__Goal of the exercise__.
Of all the lines in the entries below, give again exactly those starting at the line containing "if *state != InitState::Uninitialized" and ending at the line containing "fn drop(&mut self)", both ends included, and no others.

__Data for this task__.
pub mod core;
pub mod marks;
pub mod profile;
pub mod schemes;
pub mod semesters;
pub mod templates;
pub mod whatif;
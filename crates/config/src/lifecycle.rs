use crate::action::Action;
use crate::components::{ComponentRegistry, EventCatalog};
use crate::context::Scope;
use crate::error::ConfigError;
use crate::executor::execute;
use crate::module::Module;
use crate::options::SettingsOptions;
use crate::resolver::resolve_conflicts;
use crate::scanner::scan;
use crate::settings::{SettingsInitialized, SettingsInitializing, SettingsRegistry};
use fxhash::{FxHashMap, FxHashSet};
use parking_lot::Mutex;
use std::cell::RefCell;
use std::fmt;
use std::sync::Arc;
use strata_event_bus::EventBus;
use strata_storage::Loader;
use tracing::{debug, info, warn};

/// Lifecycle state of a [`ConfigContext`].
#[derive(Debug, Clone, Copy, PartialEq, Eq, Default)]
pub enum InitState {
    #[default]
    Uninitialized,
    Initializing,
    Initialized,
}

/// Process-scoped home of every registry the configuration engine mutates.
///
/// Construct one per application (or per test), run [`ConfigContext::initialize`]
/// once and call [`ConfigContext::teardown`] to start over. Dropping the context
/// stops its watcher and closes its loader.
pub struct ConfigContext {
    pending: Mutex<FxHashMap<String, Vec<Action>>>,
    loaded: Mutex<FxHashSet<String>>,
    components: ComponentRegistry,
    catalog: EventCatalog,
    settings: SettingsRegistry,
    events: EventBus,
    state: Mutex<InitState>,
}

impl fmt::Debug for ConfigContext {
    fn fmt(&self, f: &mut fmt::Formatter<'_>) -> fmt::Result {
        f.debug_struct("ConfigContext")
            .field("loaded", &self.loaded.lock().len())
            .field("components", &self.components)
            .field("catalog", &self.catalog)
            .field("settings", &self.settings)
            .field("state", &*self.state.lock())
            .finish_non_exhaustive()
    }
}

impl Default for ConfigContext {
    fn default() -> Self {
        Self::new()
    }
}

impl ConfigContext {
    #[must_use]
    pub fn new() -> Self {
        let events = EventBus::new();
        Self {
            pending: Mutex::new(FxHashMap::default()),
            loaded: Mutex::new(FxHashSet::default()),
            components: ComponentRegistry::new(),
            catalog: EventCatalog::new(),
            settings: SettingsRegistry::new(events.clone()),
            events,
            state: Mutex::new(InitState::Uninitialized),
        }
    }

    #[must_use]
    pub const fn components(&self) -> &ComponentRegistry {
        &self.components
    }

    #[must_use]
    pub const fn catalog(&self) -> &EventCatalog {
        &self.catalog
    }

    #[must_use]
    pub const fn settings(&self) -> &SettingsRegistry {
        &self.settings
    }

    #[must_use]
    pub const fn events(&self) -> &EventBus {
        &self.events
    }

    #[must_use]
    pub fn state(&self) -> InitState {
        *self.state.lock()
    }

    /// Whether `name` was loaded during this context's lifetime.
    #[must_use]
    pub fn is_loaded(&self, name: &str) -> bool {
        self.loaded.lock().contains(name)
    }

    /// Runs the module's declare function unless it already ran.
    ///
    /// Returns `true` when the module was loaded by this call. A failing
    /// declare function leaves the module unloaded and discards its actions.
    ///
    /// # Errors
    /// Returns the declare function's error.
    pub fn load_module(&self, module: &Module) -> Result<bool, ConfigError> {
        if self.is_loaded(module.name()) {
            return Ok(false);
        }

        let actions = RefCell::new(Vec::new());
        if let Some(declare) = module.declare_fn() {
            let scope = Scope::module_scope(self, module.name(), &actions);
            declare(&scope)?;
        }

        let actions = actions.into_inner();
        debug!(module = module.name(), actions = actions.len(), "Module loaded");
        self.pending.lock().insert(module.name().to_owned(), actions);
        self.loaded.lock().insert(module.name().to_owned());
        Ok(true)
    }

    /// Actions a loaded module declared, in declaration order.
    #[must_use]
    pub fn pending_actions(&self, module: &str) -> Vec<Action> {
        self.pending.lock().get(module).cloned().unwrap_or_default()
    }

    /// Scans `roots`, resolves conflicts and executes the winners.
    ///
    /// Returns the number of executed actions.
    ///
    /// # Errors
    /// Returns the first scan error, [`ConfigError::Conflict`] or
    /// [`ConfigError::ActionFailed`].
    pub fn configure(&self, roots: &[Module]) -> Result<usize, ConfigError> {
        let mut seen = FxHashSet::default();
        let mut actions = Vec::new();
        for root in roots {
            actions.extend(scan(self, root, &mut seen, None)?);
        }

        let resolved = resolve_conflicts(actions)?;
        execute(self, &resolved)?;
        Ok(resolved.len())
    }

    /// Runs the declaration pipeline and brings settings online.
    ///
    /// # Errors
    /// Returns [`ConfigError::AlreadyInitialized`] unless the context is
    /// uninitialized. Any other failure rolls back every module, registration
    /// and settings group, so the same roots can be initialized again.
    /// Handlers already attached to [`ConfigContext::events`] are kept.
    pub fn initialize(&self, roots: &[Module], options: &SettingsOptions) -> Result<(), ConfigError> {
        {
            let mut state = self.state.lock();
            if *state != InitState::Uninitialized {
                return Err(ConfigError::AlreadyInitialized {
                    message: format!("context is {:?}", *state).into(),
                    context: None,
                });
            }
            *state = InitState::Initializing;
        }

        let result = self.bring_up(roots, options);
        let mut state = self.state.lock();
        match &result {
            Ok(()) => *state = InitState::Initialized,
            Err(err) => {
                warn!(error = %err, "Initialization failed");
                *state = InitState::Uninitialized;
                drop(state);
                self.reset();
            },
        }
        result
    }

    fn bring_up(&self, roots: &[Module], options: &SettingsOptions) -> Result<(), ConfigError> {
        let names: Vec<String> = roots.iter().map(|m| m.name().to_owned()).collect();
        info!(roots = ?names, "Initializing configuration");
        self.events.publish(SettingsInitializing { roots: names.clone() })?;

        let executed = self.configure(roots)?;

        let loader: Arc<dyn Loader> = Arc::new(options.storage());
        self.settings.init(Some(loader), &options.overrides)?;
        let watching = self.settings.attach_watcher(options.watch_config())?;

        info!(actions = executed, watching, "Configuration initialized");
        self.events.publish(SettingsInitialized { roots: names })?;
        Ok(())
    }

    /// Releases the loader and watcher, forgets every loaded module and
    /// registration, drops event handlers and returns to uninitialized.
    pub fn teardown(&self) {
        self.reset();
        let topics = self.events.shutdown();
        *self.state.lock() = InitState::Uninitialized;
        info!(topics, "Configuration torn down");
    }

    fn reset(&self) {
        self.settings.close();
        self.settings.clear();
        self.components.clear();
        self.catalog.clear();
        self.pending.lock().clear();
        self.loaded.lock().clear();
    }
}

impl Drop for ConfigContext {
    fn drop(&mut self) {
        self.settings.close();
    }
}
...
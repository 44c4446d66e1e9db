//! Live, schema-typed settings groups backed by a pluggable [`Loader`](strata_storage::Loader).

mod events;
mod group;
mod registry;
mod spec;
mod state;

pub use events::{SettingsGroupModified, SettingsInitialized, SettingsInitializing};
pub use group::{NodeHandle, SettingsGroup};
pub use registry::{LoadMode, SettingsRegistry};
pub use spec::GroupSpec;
* * *
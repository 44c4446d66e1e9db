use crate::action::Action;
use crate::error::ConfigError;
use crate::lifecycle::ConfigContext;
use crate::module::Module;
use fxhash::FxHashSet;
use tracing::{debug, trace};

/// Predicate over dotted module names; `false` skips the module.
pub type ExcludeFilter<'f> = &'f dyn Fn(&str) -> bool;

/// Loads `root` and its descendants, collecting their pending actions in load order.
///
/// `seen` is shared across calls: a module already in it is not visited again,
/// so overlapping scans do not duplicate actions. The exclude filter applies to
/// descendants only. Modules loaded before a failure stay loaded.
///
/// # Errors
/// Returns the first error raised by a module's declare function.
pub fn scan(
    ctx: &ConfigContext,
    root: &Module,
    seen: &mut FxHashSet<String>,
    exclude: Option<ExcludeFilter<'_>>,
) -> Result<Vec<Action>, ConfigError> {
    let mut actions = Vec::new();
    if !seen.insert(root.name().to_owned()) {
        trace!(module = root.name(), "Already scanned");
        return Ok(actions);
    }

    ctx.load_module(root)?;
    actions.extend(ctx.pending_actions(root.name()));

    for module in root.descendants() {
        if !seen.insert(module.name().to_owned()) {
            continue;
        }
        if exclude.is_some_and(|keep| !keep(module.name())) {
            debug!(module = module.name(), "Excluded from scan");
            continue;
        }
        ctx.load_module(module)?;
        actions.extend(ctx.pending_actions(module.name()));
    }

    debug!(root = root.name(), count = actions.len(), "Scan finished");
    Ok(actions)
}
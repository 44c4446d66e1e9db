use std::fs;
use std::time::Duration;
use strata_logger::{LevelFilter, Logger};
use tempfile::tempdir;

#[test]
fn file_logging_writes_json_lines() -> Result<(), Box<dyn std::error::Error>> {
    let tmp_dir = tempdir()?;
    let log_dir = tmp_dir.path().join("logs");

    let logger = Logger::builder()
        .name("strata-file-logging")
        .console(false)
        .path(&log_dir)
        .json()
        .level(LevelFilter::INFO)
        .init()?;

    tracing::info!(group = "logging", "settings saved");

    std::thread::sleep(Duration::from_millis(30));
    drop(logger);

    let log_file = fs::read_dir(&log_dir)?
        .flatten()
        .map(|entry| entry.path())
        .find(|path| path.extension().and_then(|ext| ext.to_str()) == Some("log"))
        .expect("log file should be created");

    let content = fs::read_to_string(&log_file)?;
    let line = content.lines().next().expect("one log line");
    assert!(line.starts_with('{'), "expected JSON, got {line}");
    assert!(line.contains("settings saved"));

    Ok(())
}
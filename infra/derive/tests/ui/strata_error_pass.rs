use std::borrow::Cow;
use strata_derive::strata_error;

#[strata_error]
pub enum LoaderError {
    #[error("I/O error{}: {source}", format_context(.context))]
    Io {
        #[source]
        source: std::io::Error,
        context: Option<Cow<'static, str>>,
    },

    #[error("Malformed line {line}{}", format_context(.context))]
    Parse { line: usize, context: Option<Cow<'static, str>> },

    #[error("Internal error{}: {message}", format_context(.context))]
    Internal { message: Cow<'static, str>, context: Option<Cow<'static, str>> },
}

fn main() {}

__Task solution__.
            if *state != InitState::Uninitialized {
                return Err(ConfigError::AlreadyInitialized {
                    message: format!("context is {:?}", *state).into(),
                    context: None,
                });
            }
            *state = InitState::Initializing;
        }

        let result = self.bring_up(roots, options);
        let mut state = self.state.lock();
        match &result {
            Ok(()) => *state = InitState::Initialized,
            Err(err) => {
                warn!(error = %err, "Initialization failed");
                *state = InitState::Uninitialized;
                drop(state);
                self.reset();
            },
        }
        result
    }

    fn bring_up(&self, roots: &[Module], options: &SettingsOptions) -> Result<(), ConfigError> {
        let names: Vec<String> = roots.iter().map(|m| m.name().to_owned()).collect();
        info!(roots = ?names, "Initializing configuration");
        self.events.publish(SettingsInitializing { roots: names.clone() })?;

        let executed = self.configure(roots)?;

        let loader: Arc<dyn Loader> = Arc::new(options.storage());
        self.settings.init(Some(loader), &options.overrides)?;
        let watching = self.settings.attach_watcher(options.watch_config())?;

        info!(actions = executed, watching, "Configuration initialized");
        self.events.publish(SettingsInitialized { roots: names })?;
        Ok(())
    }

    /// Releases the loader and watcher, forgets every loaded module and
    /// registration, drops event handlers and returns to uninitialized.
    pub fn teardown(&self) {
        self.reset();
        let topics = self.events.shutdown();
        *self.state.lock() = InitState::Uninitialized;
        info!(topics, "Configuration torn down");
    }

    fn reset(&self) {
        self.settings.close();
        self.settings.clear();
        self.components.clear();
        self.catalog.clear();
        self.pending.lock().clear();
        self.loaded.lock().clear();
    }
}

impl Drop for ConfigContext {
    fn drop(&mut self) {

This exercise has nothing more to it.